Em Portugal há uma enorme multidão de pessoas que, todos os dias e quase sempre em silêncio, sofre profundamente e vê os seus direitos serem negados, inutilizados e calcados aos pés, mas de que quase ninguém fala.
Refiro-me aos trabalhadores, tanto do sector laboral privado como do público, que sofreram um acidente de trabalho ou contraíram uma doença profissional e ficaram por isso parcial ou mesmo totalmente incapacitados.
É que se o regime legal que lhes é, em abstracto, aplicável, já tem inúmeras deficiências e “buracos” por onde é fácil as responsabilidades se esvaírem impunemente, a realidade prática e quotidiana é ainda pior e mais pesada.
Assim, e antes de mais, convirá recordar que no nosso país, só no sector privado, são declarados (o que aliás é uma coisa bem distinta e de bastante menor dimensão do que verificar todos os que ocorreram) mais de 200 mil acidentes de trabalho por ano.

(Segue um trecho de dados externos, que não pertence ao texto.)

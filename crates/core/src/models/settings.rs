use serde::{Deserialize, Serialize};
use std::time::Duration;

use super::filter::SortMode;

/// UI language preference. The core never localizes; it only carries the choice.
#[derive(Debug, Clone, Copy, PartialEq, Eq, Default, Serialize, Deserialize)]
#[serde(rename_all = "lowercase")]
pub enum Locale {
    #[default]
    Auto,
    Zh,
    En,
}

/// User-configurable plugin settings.
///
/// Passed explicitly into [`crate::CostSet::new`]; the core never looks
/// settings up from a host-wide registry.
#[derive(Debug, Clone, PartialEq, Serialize, Deserialize)]
#[serde(default)]
pub struct Settings {
    /// Icon used when a record has none
    pub default_icon: String,

    /// Vault path of the entry file that links every asset record
    pub entry_file: String,

    /// Whether the host offers an "open with CostSet" context menu entry
    pub enable_context_menu: bool,

    /// Sort mode the list view starts with
    pub default_sort: SortMode,

    pub locale: Locale,

    /// Coarse trend samples (phase 1)
    pub trend_base_samples: usize,

    /// Interior samples inserted per coarse segment (phase 2)
    pub trend_refine_samples: usize,

    /// How long the host should wait after the coarse render before refining
    pub refine_delay_ms: u64,
}

impl Settings {
    pub fn refine_delay(&self) -> Duration {
        Duration::from_millis(self.refine_delay_ms)
    }

    /// Folder holding the asset records: the entry file's parent, or `assets`.
    pub fn assets_folder(&self) -> String {
        match self.entry_file.rsplit_once('/') {
            Some((parent, _)) if !parent.is_empty() => parent.to_string(),
            _ => "assets".to_string(),
        }
    }
}

impl Default for Settings {
    fn default() -> Self {
        Self {
            default_icon: "📦".to_string(),
            entry_file: "LaC/CostSet/costset.md".to_string(),
            enable_context_menu: true,
            default_sort: SortMode::None,
            locale: Locale::Auto,
            trend_base_samples: 30,
            trend_refine_samples: 30,
            refine_delay_ms: 500,
        }
    }
}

E, de acordo com as estatísticas oficiais, só em 2015 foram 208.457, dos quais 161 foram mortais.
Ora, segundo o estudo “Regresso ao trabalho após acidente: superar obstáculos”[1], 24,3% dos trabalhadores acidentados de todo “não conseguiram fazer valer os seus direitos”, pondo-se deste modo a nu uma bem dramática realidade. Por outro lado, apenas 7,1% teve a adaptação do posto de trabalho e 2,7% teve a adequação do seu horário de trabalho que a lei formal e expressamente prevê e estipula para tais casos.
E se o número de vítimas mortais tem baixado nos últimos anos, tal se deve (e ao contrário do que pretendem fazer crer as entidades oficiais, a começar pela ACT – Autoridade para as condições do trabalho) não a uma efectiva melhoria das condições de segurança e saúde no trabalho (como, aliás, o demonstram os números totais da sinistralidade laboral nos últimos anos, sempre acima dos já referidos 200.000), mas sim ao facto de que as actividades económicas de longe com maior índice de acidentes de trabalho, como sejam a construção civil e as indústrias transformadoras, conheceram neste mesmo período um muito marcado abrandamento.

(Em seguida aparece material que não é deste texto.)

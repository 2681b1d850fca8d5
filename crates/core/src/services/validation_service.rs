use chrono::{DateTime, NaiveDate, NaiveDateTime, Utc};
use serde::{Deserialize, Serialize};

use crate::errors::CoreError;
use crate::models::asset::Asset;
use crate::models::settings::Settings;

/// Parse an ISO date (`YYYY-MM-DD`, midnight UTC) or an RFC 3339 timestamp.
/// Returns `None` for empty or malformed input.
pub fn parse_date(input: &str) -> Option<DateTime<Utc>> {
    let s = input.trim();
    if s.is_empty() {
        return None;
    }
    if let Ok(date) = NaiveDate::parse_from_str(s, "%Y-%m-%d") {
        return date.and_hms_opt(0, 0, 0).map(|dt| dt.and_utc());
    }
    if let Ok(dt) = DateTime::parse_from_rfc3339(s) {
        return Some(dt.with_timezone(&Utc));
    }
    NaiveDateTime::parse_from_str(s, "%Y-%m-%dT%H:%M:%S")
        .ok()
        .map(|dt| dt.and_utc())
}

/// Format as the persisted `YYYY-MM-DD` form.
pub fn format_date(date: DateTime<Utc>) -> String {
    date.format("%Y-%m-%d").to_string()
}

/// Parse a money amount as typed into a form.
///
/// Everything but digits and the first `.` is stripped, then the fraction is
/// cut to two decimals. Empty or non-finite input is rejected.
pub fn parse_money(input: &str) -> Option<f64> {
    let mut cleaned = String::with_capacity(input.len());
    let mut seen_dot = false;
    for c in input.chars() {
        if c.is_ascii_digit() {
            cleaned.push(c);
        } else if c == '.' && !seen_dot {
            seen_dot = true;
            cleaned.push(c);
        }
    }

    let clamped = match cleaned.split_once('.') {
        Some((int, frac)) => {
            let frac: String = frac.chars().take(2).collect();
            if frac.is_empty() {
                int.to_string()
            } else {
                format!("{int}.{frac}")
            }
        }
        None => cleaned,
    };
    if clamped.is_empty() || clamped == "." {
        return None;
    }
    let value: f64 = clamped.parse().ok()?;
    (value.is_finite() && value >= 0.0).then_some(value)
}

/// First visible glyph of `input`: one char plus any trailing variation
/// selectors, skin-tone modifiers and ZWJ-joined chars (so "👩‍💻" stays whole).
pub fn first_glyph(input: &str) -> Option<String> {
    let mut chars = input.trim().chars().peekable();
    let mut glyph = String::new();
    glyph.push(chars.next()?);

    while let Some(&c) = chars.peek() {
        if is_glyph_extender(c) {
            glyph.push(c);
            chars.next();
        } else if c == '\u{200D}' {
            glyph.push(c);
            chars.next();
            match chars.next() {
                Some(joined) => glyph.push(joined),
                None => break,
            }
        } else {
            break;
        }
    }
    Some(glyph)
}

fn is_glyph_extender(c: char) -> bool {
    matches!(c,
        '\u{FE00}'..='\u{FE0F}'        // variation selectors
        | '\u{1F3FB}'..='\u{1F3FF}'    // skin tones
        | '\u{20E3}'                   // combining keycap
        | '\u{E0020}'..='\u{E007F}'    // tag sequences
    )
}

/// Asset form input, as typed by the user.
#[derive(Debug, Clone, Default, PartialEq, Serialize, Deserialize)]
#[serde(default)]
pub struct AssetDraft {
    /// Set when editing an existing asset; the id never changes on save
    pub id: Option<String>,
    pub name: String,
    pub icon: String,
    pub price: String,
    pub active_from: String,
    pub active_to: String,
    pub recycle_price: String,
    pub tags: Vec<String>,
}

/// Validate a draft and build the asset to save.
///
/// Rules: name required; price a valid amount; `active_from` required;
/// `active_to`, when given, not before `active_from`; recycle price optional
/// (empty = 0) and not above the price. A new asset takes its trimmed name as id.
pub fn validate(draft: &AssetDraft, settings: &Settings) -> Result<Asset, CoreError> {
    let name = draft.name.trim();
    if name.is_empty() {
        return Err(CoreError::ValidationError("Name is required".into()));
    }

    let price = parse_money(&draft.price).ok_or_else(|| {
        CoreError::ValidationError(format!("Invalid price '{}'", draft.price.trim()))
    })?;

    if draft.active_from.trim().is_empty() {
        return Err(CoreError::ValidationError("Active-from date is required".into()));
    }
    let active_from = parse_date(&draft.active_from).ok_or_else(|| {
        CoreError::ValidationError(format!("Invalid active-from date '{}'", draft.active_from.trim()))
    })?;

    let active_to = if draft.active_to.trim().is_empty() {
        None
    } else {
        let to = parse_date(&draft.active_to).ok_or_else(|| {
            CoreError::ValidationError(format!("Invalid active-to date '{}'", draft.active_to.trim()))
        })?;
        if to < active_from {
            return Err(CoreError::ValidationError(format!(
                "Active-to date ({}) must not be before active-from date ({})",
                format_date(to),
                format_date(active_from)
            )));
        }
        Some(to)
    };

    let recycle_price = if draft.recycle_price.trim().is_empty() {
        0.0
    } else {
        parse_money(&draft.recycle_price).ok_or_else(|| {
            CoreError::ValidationError(format!(
                "Invalid recycle price '{}'",
                draft.recycle_price.trim()
            ))
        })?
    };
    if recycle_price > price {
        return Err(CoreError::ValidationError(format!(
            "Recycle price ({recycle_price}) must not exceed price ({price})"
        )));
    }

    let icon = first_glyph(&draft.icon).unwrap_or_else(|| settings.default_icon.clone());

    let mut tags: Vec<String> = Vec::with_capacity(draft.tags.len());
    for tag in &draft.tags {
        let tag = tag.trim();
        if !tag.is_empty() && !tags.iter().any(|t| t == tag) {
            tags.push(tag.to_string());
        }
    }

    let id = draft
        .id
        .as_deref()
        .map(str::trim)
        .filter(|id| !id.is_empty())
        .unwrap_or(name)
        .to_string();

    Ok(Asset {
        id,
        name: name.to_string(),
        icon,
        price,
        active_from,
        active_to,
        recycle_price,
        tags,
    })
}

A isto acrescente-se toda a enorme e obscura realidade do chamado trabalho “informal” ou “não declarado” (que representará cerca de 25% do PIB) e em particular do trabalho escravo ou análogo a ele, onde as leis, entidades e estatísticas oficiais pura e simplesmente não entram, e as mortes e ferimentos graves são, pura e simplesmente, ocultados pois, se fossem conhecidos e notificados, aumentariam ainda mais as já negras estatísticas oficiais.

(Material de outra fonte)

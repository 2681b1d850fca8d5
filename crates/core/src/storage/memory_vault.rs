use async_trait::async_trait;
use std::collections::{BTreeMap, BTreeSet};
use std::sync::{Mutex, MutexGuard};

use crate::errors::CoreError;

use super::paths;
use super::traits::VaultFs;

#[derive(Debug, Default)]
struct VaultState {
    files: BTreeMap<String, String>,
    folders: BTreeSet<String>,
}

/// A vault held entirely in memory.
///
/// Useful for embedding the core without a host file system and for tests.
#[derive(Debug, Default)]
pub struct MemoryVault {
    state: Mutex<VaultState>,
}

impl MemoryVault {
    pub fn new() -> Self {
        Self::default()
    }

    /// Seed a file (builder style).
    pub fn with_file(self, path: impl Into<String>, content: impl Into<String>) -> Self {
        self.insert(path, content);
        self
    }

    /// Create or overwrite a file synchronously.
    pub fn insert(&self, path: impl Into<String>, content: impl Into<String>) {
        if let Ok(mut state) = self.state.lock() {
            state.files.insert(path.into(), content.into());
        }
    }

    /// Current content of a file, if any.
    pub fn get(&self, path: &str) -> Option<String> {
        self.state.lock().ok()?.files.get(path).cloned()
    }

    /// All file paths, sorted.
    pub fn file_paths(&self) -> Vec<String> {
        self.state
            .lock()
            .map(|state| state.files.keys().cloned().collect())
            .unwrap_or_default()
    }

    fn lock(&self) -> Result<MutexGuard<'_, VaultState>, CoreError> {
        self.state
            .lock()
            .map_err(|_| CoreError::Storage("Memory vault lock poisoned".into()))
    }
}

#[cfg_attr(target_arch = "wasm32", async_trait(?Send))]
#[cfg_attr(not(target_arch = "wasm32"), async_trait)]
impl VaultFs for MemoryVault {
    async fn read(&self, path: &str) -> Result<String, CoreError> {
        self.lock()?
            .files
            .get(path)
            .cloned()
            .ok_or_else(|| CoreError::FileIO(format!("File not found: {path}")))
    }

    async fn write(&self, path: &str, content: &str) -> Result<(), CoreError> {
        self.lock()?.files.insert(path.to_string(), content.to_string());
        Ok(())
    }

    async fn exists(&self, path: &str) -> bool {
        match self.state.lock() {
            Ok(state) => state.files.contains_key(path) || state.folders.contains(path),
            Err(_) => false,
        }
    }

    async fn create_folder(&self, path: &str) -> Result<(), CoreError> {
        let mut state = self.lock()?;
        let mut current = String::new();
        for part in path.split('/').filter(|p| !p.is_empty()) {
            current = paths::join(&current, part);
            state.folders.insert(current.clone());
        }
        Ok(())
    }

    async fn resolve_link(&self, target: &str, source_path: &str) -> Option<String> {
        let state = self.state.lock().ok()?;
        let resolved =
            paths::resolve_among(state.files.keys().map(String::as_str), target, source_path);
        resolved
    }
}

Mesmo no campo da estrita legalidade, o certo é que, não obstante as belas palavras em contrário, o trabalhador é, ainda hoje, visto fundamentalmente na sua vertente produtiva e não como um ser humano integral, sendo exemplo disso uma TNI – Tabela Nacional de Incapacidades que constitui a base de determinação dos chamados “graus de incapacidade” resultantes de acidente ou doença profissional, mas que está totalmente anacrónica do ponto de vista médico-científico e, por outro lado, que não contempla adequadamente toda uma série de danos graves e desde logo os imateriais ou não patrimoniais.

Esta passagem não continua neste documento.